Plehan bei Derventa ist eines der kroatischen Gebiete, die während des Kroatischen Unabhängigkeitskrieges am schwersten getroffen wurden. Dort lebten laut Kirchenangaben vor dem Krieg auf dem Gebiet der Pfarrei Plehan etwa achttausend Kroaten. Heute wohnen dort nur noch etwa hundert dauerhaft. Viele, die innerhalb Kroatiens und weltweit vertrieben wurden, träumen von der Rückkehr in ihre Heimat. Einige haben sich diesen Traum erfüllt.
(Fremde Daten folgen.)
//! Step execution façade: gate, run, extract, record.

use std::collections::HashMap;
use std::sync::Arc;
use std::time::Duration;

use serde::Serialize;
use thiserror::Error;
use tracing::{info, warn};

use crate::extract::extract_sequence_number;
use crate::gate::{ArtifactPaths, MissingArtifact};
use crate::runner::{CommandRequest, CommandRunner, DEFAULT_STEP_TIMEOUT};
use crate::session::{Role, SharedSession};

use super::step::Step;

/// Uniform result envelope returned for every step.
///
/// `sequence_number` is populated only for registration steps, and only when
/// extraction found something; a miss is not an error.
#[derive(Debug, Clone, Serialize)]
pub struct StepReport {
    pub step: Step,
    pub success: bool,
    pub output: String,
    pub exit_code: i32,
    #[serde(skip_serializing_if = "Option::is_none")]
    pub sequence_number: Option<u64>,
}

/// Failures surfaced before (or instead of) a useful step result.
///
/// Process-level failures (non-zero exits, timeouts, spawn errors) are not
/// here; those come back inside the `StepReport` with the captured output so
/// the operator can read what the script said.
#[derive(Debug, Error)]
pub enum WorkflowError {
    #[error("{0}")]
    PreconditionUnmet(#[from] MissingArtifact),

    #[error(
        "Step '{step}' requires a contract sequence number. \
         Run register-contract-provider first so the session holds one."
    )]
    SequenceNumberRequired { step: Step },

    #[error(
        "Step '{step}' needs the '{key}' configuration value. \
         Set it on the session config before running this step."
    )]
    MissingConfig { key: &'static str, step: Step },

    #[error("No session with id '{0}'. It may have been swept; start a new run.")]
    SessionNotFound(String),

    #[error(
        "Could not install the '{scenario}' contract template: {source}. \
         Check that quick-demos/ exists under the project root."
    )]
    TemplateCopy {
        scenario: crate::scenarios::Scenario,
        #[source]
        source: std::io::Error,
    },
}

/// Drives one step at a time: resolves preconditions, builds the merged
/// environment, runs the external command, extracts the sequence number
/// where applicable, and records durable facts on the session.
///
/// The session lock is held for the entire call, so concurrent requests
/// against the same session (double-clicks, racing tabs) serialize instead
/// of interleaving their read-then-update of `sequence_number`.
pub struct StepOrchestrator {
    runner: Arc<dyn CommandRunner>,
    artifacts: ArtifactPaths,
    step_timeout: Duration,
}

impl StepOrchestrator {
    pub fn new(runner: Arc<dyn CommandRunner>, artifacts: ArtifactPaths) -> Self {
        Self {
            runner,
            artifacts,
            step_timeout: DEFAULT_STEP_TIMEOUT,
        }
    }

    pub fn with_step_timeout(mut self, timeout: Duration) -> Self {
        self.step_timeout = timeout;
        self
    }

    /// Execute one step for one session.
    ///
    /// A failed step neither retries nor poisons the session; the caller may
    /// simply run the same step again.
    pub async fn execute(
        &self,
        session: &SharedSession,
        step: Step,
        overrides: &HashMap<String, String>,
    ) -> Result<StepReport, WorkflowError> {
        let mut session = session.lock().await;

        self.check_preconditions(&session, step)?;

        let command = step.command(&session)?;

        // Session config first, scenario variables on top, per-call
        // overrides last; later keys win.
        let mut env = session.config.clone();
        if let Some(scenario) = session.scenario {
            env.extend(scenario.variables());
        }
        for (key, value) in overrides {
            env.insert(key.clone(), value.clone());
        }

        info!(
            session = %session.id,
            step = %step,
            ordinal = step.ordinal(),
            "Executing workflow step"
        );

        let request = CommandRequest::new(command)
            .envs(&env)
            .timeout(self.step_timeout);
        let output = self.runner.run(request).await;
        let formatted = output.formatted_output();

        let extracted = if step.extracts_sequence_number() {
            extract_sequence_number(&formatted)
        } else {
            None
        };

        // The retrieve script reports success even when nothing landed on
        // disk; treat the absent ledger entry as the unmet precondition it
        // is for every step that follows. Keep the script's output in the
        // guidance so the run is not reported as a silent miss.
        if step == Step::RetrieveContract && output.success {
            if let Some(seq) = session.sequence_number {
                if let Err(mut missing) = self
                    .artifacts
                    .require_ledger_entry(seq, Step::RetrieveContract.as_str())
                {
                    if !formatted.is_empty() {
                        missing.guidance =
                            format!("{}\n\nScript output:\n{}", missing.guidance, formatted);
                    }
                    return Err(missing.into());
                }
            }
        }

        if output.success {
            session.mark_step_completed(step);
            if let Some(seq) = extracted {
                session.record_sequence_number(seq);
            }
            if let Some(role) = step.creates_did_for() {
                session.mark_did_created(role);
            }
            info!(
                session = %session.id,
                step = %step,
                sequence_number = ?extracted,
                "Workflow step completed"
            );
        } else {
            warn!(
                session = %session.id,
                step = %step,
                exit_code = output.exit_code,
                "Workflow step failed"
            );
        }

        Ok(StepReport {
            step,
            success: output.success,
            output: formatted,
            exit_code: output.exit_code,
            sequence_number: extracted,
        })
    }

    /// Gates that must hold before a step's process is spawned.
    fn check_preconditions(
        &self,
        session: &crate::session::Session,
        step: Step,
    ) -> Result<(), WorkflowError> {
        if step == Step::SignContractConsumer {
            let seq = session
                .sequence_number
                .ok_or(WorkflowError::SequenceNumberRequired { step })?;
            self.artifacts
                .require_ledger_entry(seq, Step::RetrieveContract.as_str())?;

            let username = session.username_for(Role::DataConsumer).ok_or(
                WorkflowError::MissingConfig {
                    key: Role::DataConsumer.username_key(),
                    step,
                },
            )?;
            self.artifacts
                .require_did_document(username, Step::CreateDidConsumer.as_str())?;
        }
        Ok(())
    }
}
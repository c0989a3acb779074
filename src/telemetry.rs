use anyhow::Result;
use tracing_subscriber::{layer::SubscriberExt, util::SubscriberInitExt};

/// Initialize structured logging for the conductor.
///
/// JSON output is meant for when the conductor runs under a supervisor that
/// collects logs; the plain formatter is for a human at a terminal. Either
/// way the filter honors RUST_LOG and falls back to the configured level.
pub fn init_telemetry(log_level: &str, json_logs: bool) -> Result<()> {
    let filter = tracing_subscriber::EnvFilter::try_from_default_env()
        .unwrap_or_else(|_| tracing_subscriber::EnvFilter::new(log_level));

    if json_logs {
        tracing_subscriber::registry()
            .with(
                tracing_subscriber::fmt::layer()
                    .json()
                    .with_current_span(true),
            )
            .with(filter)
            .init();
    } else {
        tracing_subscriber::registry()
            .with(tracing_subscriber::fmt::layer().with_target(false))
            .with(filter)
            .init();
    }

    tracing::debug!("Telemetry initialized");
    Ok(())
}
//! Workflow orchestration tests
//!
//! These tests drive the step orchestrator against a scripted command runner
//! so no external scripts are needed.
//!
//! Test coverage:
//! - Register steps extract and record the contract sequence number
//! - Failed steps leave the session untouched and can be retried
//! - Dependent steps are blocked until their artifacts exist
//! - Environment merge precedence: session config, scenario, overrides
//! - DID creation flags follow the corresponding steps

use async_trait::async_trait;
use std::collections::HashMap;
use std::sync::{Arc, Mutex};

use contract_conductor::gate::ArtifactPaths;
use contract_conductor::runner::{CommandRequest, CommandRunner, StepOutput};
use contract_conductor::scenarios::Scenario;
use contract_conductor::session::{Role, SessionStore, SharedSession};
use contract_conductor::workflow::{Step, StepOrchestrator, WorkflowError};

/// Runner that returns canned outputs and records every request it sees.
#[derive(Clone)]
struct ScriptedRunner {
    requests: Arc<Mutex<Vec<CommandRequest>>>,
    responses: Arc<Mutex<Vec<StepOutput>>>,
}

impl ScriptedRunner {
    fn new(responses: Vec<StepOutput>) -> Self {
        Self {
            requests: Arc::new(Mutex::new(Vec::new())),
            responses: Arc::new(Mutex::new(responses)),
        }
    }

    fn succeeding_with(stdout: &str) -> Self {
        Self::new(vec![StepOutput::from_exit(
            0,
            stdout.to_string(),
            String::new(),
        )])
    }

    fn recorded_requests(&self) -> Vec<CommandRequest> {
        self.requests.lock().unwrap().clone()
    }
}

#[async_trait]
impl CommandRunner for ScriptedRunner {
    async fn run(&self, request: CommandRequest) -> StepOutput {
        self.requests.lock().unwrap().push(request);
        let mut responses = self.responses.lock().unwrap();
        if responses.is_empty() {
            StepOutput::from_exit(0, String::new(), String::new())
        } else {
            responses.remove(0)
        }
    }
}

fn provider_session(store: &SessionStore) -> SharedSession {
    let (_, session) = store.create();
    {
        let mut guard = session.try_lock().expect("fresh session is unlocked");
        guard.config.insert(
            "TDP_USERNAME".to_string(),
            "acme-provider".to_string(),
        );
        guard.config.insert(
            "TDC_USERNAME".to_string(),
            "acme-consumer".to_string(),
        );
        guard.role = Some(Role::DataProvider);
    }
    session
}

fn temp_artifacts() -> (tempfile::TempDir, ArtifactPaths) {
    let dir = tempfile::TempDir::new().expect("tempdir");
    let paths = ArtifactPaths::new(dir.path(), dir.path());
    (dir, paths)
}

#[tokio::test]
async fn register_step_records_sequence_number_on_session() {
    let runner = Arc::new(ScriptedRunner::succeeding_with(
        "Submitted to ledger, see 2.26.cose",
    ));
    let (_dir, artifacts) = temp_artifacts();
    let orchestrator = StepOrchestrator::new(runner, artifacts);

    let store = SessionStore::new();
    let session = provider_session(&store);

    let report = orchestrator
        .execute(&session, Step::RegisterContractProvider, &HashMap::new())
        .await
        .expect("step should run");

    assert!(report.success);
    assert_eq!(report.sequence_number, Some(26));

    let session = session.lock().await;
    assert_eq!(session.sequence_number, Some(26));
    assert_eq!(
        session.completed_steps,
        vec![Step::RegisterContractProvider]
    );
}

#[tokio::test]
async fn non_register_steps_never_touch_the_sequence_number() {
    let runner = Arc::new(ScriptedRunner::succeeding_with(
        "validation passed, checked 9999 records",
    ));
    let (_dir, artifacts) = temp_artifacts();
    let orchestrator = StepOrchestrator::new(runner, artifacts);

    let store = SessionStore::new();
    let session = provider_session(&store);

    let report = orchestrator
        .execute(&session, Step::Validate, &HashMap::new())
        .await
        .expect("step should run");

    assert!(report.success);
    assert_eq!(report.sequence_number, None);
    assert_eq!(session.lock().await.sequence_number, None);
}

#[tokio::test]
async fn failed_step_is_reported_but_not_recorded() {
    let runner = Arc::new(ScriptedRunner::new(vec![StepOutput::from_exit(
        3,
        String::new(),
        "boom".to_string(),
    )]));
    let (_dir, artifacts) = temp_artifacts();
    let orchestrator = StepOrchestrator::new(runner, artifacts);

    let store = SessionStore::new();
    let session = provider_session(&store);

    let report = orchestrator
        .execute(&session, Step::ContractSetup, &HashMap::new())
        .await
        .expect("a failing script is still a report, not an error");

    assert!(!report.success);
    assert_eq!(report.exit_code, 3);
    assert!(report.output.contains("boom"));
    assert!(session.lock().await.completed_steps.is_empty());
}

#[tokio::test]
async fn failed_step_can_be_retried() {
    let runner = Arc::new(ScriptedRunner::new(vec![
        StepOutput::from_exit(1, String::new(), "transient".to_string()),
        StepOutput::from_exit(0, "ok".to_string(), String::new()),
    ]));
    let (_dir, artifacts) = temp_artifacts();
    let orchestrator = StepOrchestrator::new(runner, artifacts);

    let store = SessionStore::new();
    let session = provider_session(&store);

    let first = orchestrator
        .execute(&session, Step::ContractSetup, &HashMap::new())
        .await
        .expect("report");
    assert!(!first.success);

    let second = orchestrator
        .execute(&session, Step::ContractSetup, &HashMap::new())
        .await
        .expect("report");
    assert!(second.success);
    assert_eq!(
        session.lock().await.completed_steps,
        vec![Step::ContractSetup]
    );
}

#[tokio::test]
async fn consumer_signing_requires_the_retrieved_contract() {
    let runner = Arc::new(ScriptedRunner::succeeding_with("unreachable"));
    let (_dir, artifacts) = temp_artifacts();
    let orchestrator = StepOrchestrator::new(runner.clone(), artifacts);

    let store = SessionStore::new();
    let session = provider_session(&store);
    session.lock().await.record_sequence_number(26);

    let err = orchestrator
        .execute(&session, Step::SignContractConsumer, &HashMap::new())
        .await
        .expect_err("missing ledger entry must block the step");

    match &err {
        WorkflowError::PreconditionUnmet(missing) => {
            let message = missing.to_string();
            assert!(message.contains("2.26.cose"), "message: {message}");
            assert!(message.contains("retrieve-contract"), "message: {message}");
        }
        other => panic!("expected PreconditionUnmet, got {other:?}"),
    }
    assert!(
        runner.recorded_requests().is_empty(),
        "blocked step must not spawn anything"
    );
}

#[tokio::test]
async fn consumer_signing_requires_a_sequence_number_first() {
    let runner = Arc::new(ScriptedRunner::succeeding_with("unreachable"));
    let (_dir, artifacts) = temp_artifacts();
    let orchestrator = StepOrchestrator::new(runner, artifacts);

    let store = SessionStore::new();
    let session = provider_session(&store);

    let err = orchestrator
        .execute(&session, Step::SignContractConsumer, &HashMap::new())
        .await
        .expect_err("no sequence number yet");
    assert!(matches!(
        err,
        WorkflowError::SequenceNumberRequired { .. }
    ));
}

#[tokio::test]
async fn consumer_signing_runs_once_artifacts_exist() {
    let runner = Arc::new(ScriptedRunner::succeeding_with("signed"));
    let dir = tempfile::TempDir::new().expect("tempdir");
    let artifacts = ArtifactPaths::new(dir.path(), dir.path());

    // Materialize what retrieve-contract and create-did-consumer would have
    // written.
    std::fs::write(artifacts.ledger_entry(26), b"cose").expect("write ledger entry");
    std::fs::create_dir_all(dir.path().join("acme-consumer")).expect("mkdir");
    std::fs::write(artifacts.did_document("acme-consumer"), b"{}").expect("write did");

    let orchestrator = StepOrchestrator::new(runner.clone(), artifacts);
    let store = SessionStore::new();
    let session = provider_session(&store);
    session.lock().await.record_sequence_number(26);

    let report = orchestrator
        .execute(&session, Step::SignContractConsumer, &HashMap::new())
        .await
        .expect("step should run");
    assert!(report.success);

    let requests = runner.recorded_requests();
    assert_eq!(requests.len(), 1);
    assert!(
        requests[0].command.contains("26"),
        "sequence number must be passed to the script: {}",
        requests[0].command
    );
}

#[tokio::test]
async fn retrieve_reports_missing_artifact_after_running() {
    // The retrieve script exits 0 but the expected ledger entry never
    // appears on disk.
    let runner = Arc::new(ScriptedRunner::succeeding_with("retrieved"));
    let (_dir, artifacts) = temp_artifacts();
    let orchestrator = StepOrchestrator::new(runner, artifacts);

    let store = SessionStore::new();
    let session = provider_session(&store);
    session.lock().await.record_sequence_number(26);

    let err = orchestrator
        .execute(&session, Step::RetrieveContract, &HashMap::new())
        .await
        .expect_err("missing output artifact must be surfaced");
    match err {
        WorkflowError::PreconditionUnmet(missing) => {
            let message = missing.to_string();
            assert!(message.contains("2.26.cose"));
            // The script ran; its output must survive into the report
            // rather than being dropped with the failed check.
            assert!(
                message.contains("retrieved"),
                "script output missing from {message:?}"
            );
        }
        other => panic!("expected PreconditionUnmet, got {other:?}"),
    }
}

#[tokio::test]
async fn environment_merge_precedence_is_config_scenario_overrides() {
    let runner = Arc::new(ScriptedRunner::succeeding_with("ok"));
    let (_dir, artifacts) = temp_artifacts();
    let orchestrator = StepOrchestrator::new(runner.clone(), artifacts);

    let store = SessionStore::new();
    let session = provider_session(&store);
    {
        let mut guard = session.lock().await;
        guard.scenario = Some(Scenario::Covid);
        // Conflicts with the scenario variable; the scenario must win.
        guard.config.insert(
            "AZURE_ICMR_CONTAINER_NAME".to_string(),
            "from-config".to_string(),
        );
    }

    let overrides = HashMap::from([
        // Conflicts with session config; the override must win.
        ("TDP_USERNAME".to_string(), "override-user".to_string()),
    ]);

    orchestrator
        .execute(&session, Step::ContractSetup, &overrides)
        .await
        .expect("step should run");

    let requests = runner.recorded_requests();
    assert_eq!(requests.len(), 1);
    let env = &requests[0].env;
    assert_eq!(env.get("TDP_USERNAME").map(String::as_str), Some("override-user"));
    assert_eq!(
        env.get("AZURE_ICMR_CONTAINER_NAME").map(String::as_str),
        Some("icmrcontainer")
    );
    assert_eq!(
        env.get("TDC_USERNAME").map(String::as_str),
        Some("acme-consumer")
    );
}

#[tokio::test]
async fn did_steps_flip_the_did_flags() {
    let runner = Arc::new(ScriptedRunner::new(vec![
        StepOutput::from_exit(0, "did created".to_string(), String::new()),
        StepOutput::from_exit(0, "did created".to_string(), String::new()),
    ]));
    let (_dir, artifacts) = temp_artifacts();
    let orchestrator = StepOrchestrator::new(runner, artifacts);

    let store = SessionStore::new();
    let session = provider_session(&store);

    orchestrator
        .execute(&session, Step::CreateDidProvider, &HashMap::new())
        .await
        .expect("provider did step");
    {
        let guard = session.lock().await;
        assert!(guard.did_created.provider);
        assert!(!guard.did_created.consumer);
    }

    orchestrator
        .execute(&session, Step::CreateDidConsumer, &HashMap::new())
        .await
        .expect("consumer did step");
    let guard = session.lock().await;
    assert!(guard.did_created.provider);
    assert!(guard.did_created.consumer);
}

#[tokio::test]
async fn verify_did_needs_the_provider_username() {
    let runner = Arc::new(ScriptedRunner::succeeding_with("unreachable"));
    let (_dir, artifacts) = temp_artifacts();
    let orchestrator = StepOrchestrator::new(runner, artifacts);

    let store = SessionStore::new();
    let (_, session) = store.create(); // no config at all

    let err = orchestrator
        .execute(&session, Step::VerifyDid, &HashMap::new())
        .await
        .expect_err("username is required");
    assert!(matches!(
        err,
        WorkflowError::MissingConfig {
            key: "TDP_USERNAME",
            ..
        }
    ));
}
Nach dreiunddreißig Jahren in der Schweiz konnte die Familie Ćorić die Sehnsucht nach der Heimat nicht mehr ertragen:
„Ich hatte schreckliche Sehnsucht nach meinem Heimatort; ich wollte immer nach Hause... Jedes Jahr habe ich meiner Frau gesagt: „Lass uns gehen, lass uns zurückkehren, ich kann nicht mehr, es reicht, ich muss zurück, ich will zu Hause sein, ich brauche kein Geld, ich brauche nichts“, erzählte uns Šimo Ćorić.
Mit seiner Frau Ankica hat Šimo nach dem Leben im Ausland das Elternhaus renoviert. Sie haben vier Kinder, die noch in der Schweiz sind.
Ankica hat ihren medizinischen Beruf gegen Landwirtschaft und Viehzucht eingetauscht:
Am Anfang war es für die Familie nicht einfach. Während des Krieges wurde alles zerstört oder schwer beschädigt. Plehan teilt das Schicksal zahlreicher kroatischer Gebiete in der Republika Srpska, in die es vornehmlich aus politischen Gründen keine Rückkehr gibt. Die wenigen, die dennoch zurückkehren, versuchen zu überleben, indem sie auf ihren Anwesen arbeiten, denn hier gibt es keine Arbeit.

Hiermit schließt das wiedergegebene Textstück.